In 1921, the George Bruce-Brown estate on Long Island was divided into 967 lots and auctioned off for $554,850. Ruth spent her time either in New York or in Europe; in 1921, she noted on her passport application that she was to visit France, Italy, Belgium, Switzerland, Holland and Spain.
Also in 1921, Alice Abbot Meredith, who had divorced her husband Clive “years ago,” married Alpheus Montague Geer Jr. in the orangery of the Garden Club, Pelham Bay Park. The bride was attended by her daughter, Mary Ruth Meredith (named for her aunts, Mary and Ruth), with Frederick and Henry Loney as ushers, and Virginia (Loney) Gamble holding ribbons with other guests to form an archway.
In 1927, Ruth Bruce-Brown died in New York at the age of 73.
In 1930, Henry Edward Loney died in Mountain Lakes, New Jersey.
Frederick Loney, William’s youngest son, had made his way in the world as an architect and then as a mortgage broker. Frederick married late in life, to a young woman from Australia named Margery Cummings, 21 years his junior. In 1934, he died, leaving his widow and a 5-year-old son, Frederick Loney Jr.

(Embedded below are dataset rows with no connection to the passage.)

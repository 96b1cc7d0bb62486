//! In-process store: an owned map from topic to record graph, optionally
//! mirrored to a JSON snapshot file.

use async_trait::async_trait;
use chrono::Utc;
use log::{debug, info, warn};
use serde_json::Value;
use std::collections::HashMap;
use std::path::{Path, PathBuf};
use tokio::sync::Mutex;

use crate::error::StoreError;
use crate::models::OrganizationAnalysis;
use crate::store::records::StoredAnalysis;
use crate::store::{AnalysisStore, SavedAnalysisSummary};

#[derive(Default)]
struct ArenaState {
    records: HashMap<String, StoredAnalysis>,
    next_sequence: i64,
}

/// All operations run under one async mutex, so each store instance has a
/// single serialized access context.
pub struct ArenaStore {
    state: Mutex<ArenaState>,
    snapshot_path: Option<PathBuf>,
}

impl ArenaStore {
    /// A store that lives only as long as this value.
    pub fn in_memory() -> Self {
        Self {
            state: Mutex::new(ArenaState::default()),
            snapshot_path: None,
        }
    }

    /// Opens (or starts) a store mirrored to `path`. Individual records that
    /// fail to parse are skipped with a warning; a file that is not a JSON
    /// array at all is an error.
    pub async fn open(path: impl Into<PathBuf>) -> Result<Self, StoreError> {
        let path = path.into();
        let mut state = ArenaState::default();

        if tokio::fs::try_exists(&path).await? {
            let text = tokio::fs::read_to_string(&path).await?;
            let raw: Vec<Value> = if text.trim().is_empty() {
                Vec::new()
            } else {
                serde_json::from_str(&text)?
            };

            for (index, value) in raw.into_iter().enumerate() {
                match serde_json::from_value::<StoredAnalysis>(value) {
                    Ok(record) => {
                        state.next_sequence = state.next_sequence.max(record.sequence.saturating_add(1));
                        let keep = match state.records.get(&record.topic) {
                            Some(existing) => existing.sequence < record.sequence,
                            None => true,
                        };
                        if keep {
                            state.records.insert(record.topic.clone(), record);
                        }
                    }
                    Err(e) => warn!(
                        "Skipping unreadable saved analysis #{} in {:?}: {}",
                        index, path, e
                    ),
                }
            }
            info!("Loaded {} saved analyses from {:?}", state.records.len(), path);
        } else {
            info!("No saved analyses at {:?}, starting empty", path);
        }

        Ok(Self {
            state: Mutex::new(state),
            snapshot_path: Some(path),
        })
    }

    pub fn snapshot_path(&self) -> Option<&Path> {
        self.snapshot_path.as_deref()
    }

    /// Writes the whole map to a sibling temp file, then renames it over the
    /// snapshot so readers never see a half-written file.
    async fn flush(&self, state: &ArenaState) -> Result<(), StoreError> {
        let Some(ref path) = self.snapshot_path else {
            return Ok(());
        };

        let mut records: Vec<&StoredAnalysis> = state.records.values().collect();
        records.sort_by_key(|r| r.sequence);
        let body = serde_json::to_vec_pretty(&records)?;

        let mut tmp_name = path.file_name().map(|n| n.to_os_string()).unwrap_or_default();
        tmp_name.push(".tmp");
        let tmp_path = path.with_file_name(tmp_name);

        tokio::fs::write(&tmp_path, &body).await?;
        tokio::fs::rename(&tmp_path, path).await?;
        debug!("Wrote {} saved analyses to {:?}", records.len(), path);
        Ok(())
    }
}

#[async_trait]
impl AnalysisStore for ArenaStore {
    async fn upsert(&self, topic: &str, analysis: &OrganizationAnalysis) -> Result<bool, StoreError> {
        if topic.trim().is_empty() {
            return Ok(false);
        }

        let mut state = self.state.lock().await;
        let record = StoredAnalysis::from_analysis(topic, analysis, state.next_sequence, Utc::now());
        let previous = state.records.insert(topic.to_string(), record);

        if let Err(e) = self.flush(&state).await {
            match previous {
                Some(previous) => {
                    state.records.insert(topic.to_string(), previous);
                }
                None => {
                    state.records.remove(topic);
                }
            }
            return Err(e);
        }

        state.next_sequence = state.next_sequence.saturating_add(1);
        info!(
            "Saved {} analysis for '{}'{}",
            analysis.category,
            topic,
            if previous.is_some() { " (replaced)" } else { "" }
        );
        Ok(true)
    }

    async fn remove(&self, topic: &str) -> Result<bool, StoreError> {
        let mut state = self.state.lock().await;
        let Some(removed) = state.records.remove(topic) else {
            debug!("Nothing saved for '{}', remove is a no-op", topic);
            return Ok(false);
        };

        if let Err(e) = self.flush(&state).await {
            state.records.insert(topic.to_string(), removed);
            return Err(e);
        }
        info!("Removed saved analysis for '{}'", topic);
        Ok(true)
    }

    async fn list(&self) -> Result<Vec<SavedAnalysisSummary>, StoreError> {
        let state = self.state.lock().await;
        let mut records: Vec<&StoredAnalysis> = state.records.values().collect();
        records.sort_by(|a, b| {
            b.date_persisted
                .cmp(&a.date_persisted)
                .then_with(|| b.sequence.cmp(&a.sequence))
        });
        Ok(records.into_iter().map(StoredAnalysis::summary).collect())
    }

    async fn load(&self, topic: &str) -> Result<OrganizationAnalysis, StoreError> {
        let state = self.state.lock().await;
        state
            .records
            .get(topic)
            .cloned()
            .map(StoredAnalysis::into_analysis)
            .ok_or_else(|| StoreError::NotFound(topic.to_string()))
    }

    async fn contains(&self, topic: &str) -> Result<bool, StoreError> {
        Ok(self.state.lock().await.records.contains_key(topic))
    }
}

#[cfg(test)]
mod tests {
    use super::*;
    use crate::category::AnalysisCategory;
    use crate::models::{FinancialContributionsAnalysis, LeadershipContribution};

    fn scored(topic: &str, rating: i64) -> OrganizationAnalysis {
        OrganizationAnalysis {
            topic: topic.to_string(),
            lean_or_label: AnalysisCategory::Wokeness.rating_label(rating),
            rating,
            description: "context".to_string(),
            category: AnalysisCategory::Wokeness,
            has_financial_contributions: false,
            financial_contributions_text: None,
            financial_overview: None,
        }
    }

    fn financial(topic: &str) -> OrganizationAnalysis {
        OrganizationAnalysis::financial(
            topic,
            FinancialContributionsAnalysis {
                summary_text: "Summary".to_string(),
                committee_name: None,
                committee_id: Some("C1".to_string()),
                percent_contributions: None,
                contribution_totals: Vec::new(),
                leadership_contributions: vec![LeadershipContribution {
                    occupation: "CEO".to_string(),
                    name: "DOE, JANE".to_string(),
                    employer: "ACME".to_string(),
                    transaction_amount: "5000".to_string(),
                }],
            },
        )
    }

    #[tokio::test]
    async fn second_upsert_replaces_the_whole_graph() {
        let store = ArenaStore::in_memory();
        assert!(store.upsert("Acme Corp", &financial("Acme Corp")).await.unwrap());
        let replacement = scored("Acme Corp", 2);
        assert!(store.upsert("Acme Corp", &replacement).await.unwrap());

        let loaded = store.load("Acme Corp").await.unwrap();
        assert_eq!(loaded, replacement);
        assert!(loaded.financial_overview.is_none());
        assert_eq!(store.list().await.unwrap().len(), 1);
    }

    #[tokio::test]
    async fn removing_an_unknown_topic_is_a_no_op() {
        let store = ArenaStore::in_memory();
        assert!(!store.remove("Nobody Inc").await.unwrap());

        store.upsert("Acme Corp", &scored("Acme Corp", 3)).await.unwrap();
        assert!(store.remove("Acme Corp").await.unwrap());
        assert!(!store.remove("Acme Corp").await.unwrap());
        assert!(!store.contains("Acme Corp").await.unwrap());
    }

    #[tokio::test]
    async fn list_is_newest_first() {
        let store = ArenaStore::in_memory();
        store.upsert("T1", &scored("T1", 1)).await.unwrap();
        store.upsert("T2", &scored("T2", 2)).await.unwrap();
        let topics: Vec<_> = store.list().await.unwrap().into_iter().map(|s| s.topic).collect();
        assert_eq!(topics, vec!["T2", "T1"]);

        // Re-saving moves a topic back to the front.
        store.upsert("T1", &scored("T1", 4)).await.unwrap();
        let topics: Vec<_> = store.list().await.unwrap().into_iter().map(|s| s.topic).collect();
        assert_eq!(topics, vec!["T1", "T2"]);
    }

    #[tokio::test]
    async fn load_of_missing_topic_is_not_found() {
        let store = ArenaStore::in_memory();
        let err = store.load("Acme Corp").await.unwrap_err();
        assert!(matches!(err, StoreError::NotFound(ref t) if t == "Acme Corp"));
    }

    #[tokio::test]
    async fn blank_topic_is_not_saved() {
        let store = ArenaStore::in_memory();
        assert!(!store.upsert("  ", &scored("  ", 1)).await.unwrap());
        assert!(store.list().await.unwrap().is_empty());
    }

    #[tokio::test]
    async fn topics_are_case_sensitive() {
        let store = ArenaStore::in_memory();
        store.upsert("Acme", &scored("Acme", 1)).await.unwrap();
        store.upsert("ACME", &scored("ACME", 5)).await.unwrap();
        assert_eq!(store.list().await.unwrap().len(), 2);
        assert_eq!(store.load("ACME").await.unwrap().rating, 5);
    }
}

Virginia Loney Abbott, the little girl who learned to swim at her grandfather’s summer home in Skaneateles, died on April 4, 1975, in Southampton, New York, bringing to an end a remarkable family saga.
:: Memorials ::
At St. James’ Episcopal Church, Mary Norton Loney is remembered by a chalice and paten, donated in 1900. Alice Louisa Loney is remembered by a litany desk, donated in 1908. Maria Elizabeth Chamberlaine, William Loney’s sister, is remembered by a brass processional cross, donated in 1911. William Loney, who died in 1914, is remembered by a plaque on an endowed pew (#38), which also bears the name of its donor, his daughter, Ruth A. Bruce-Brown.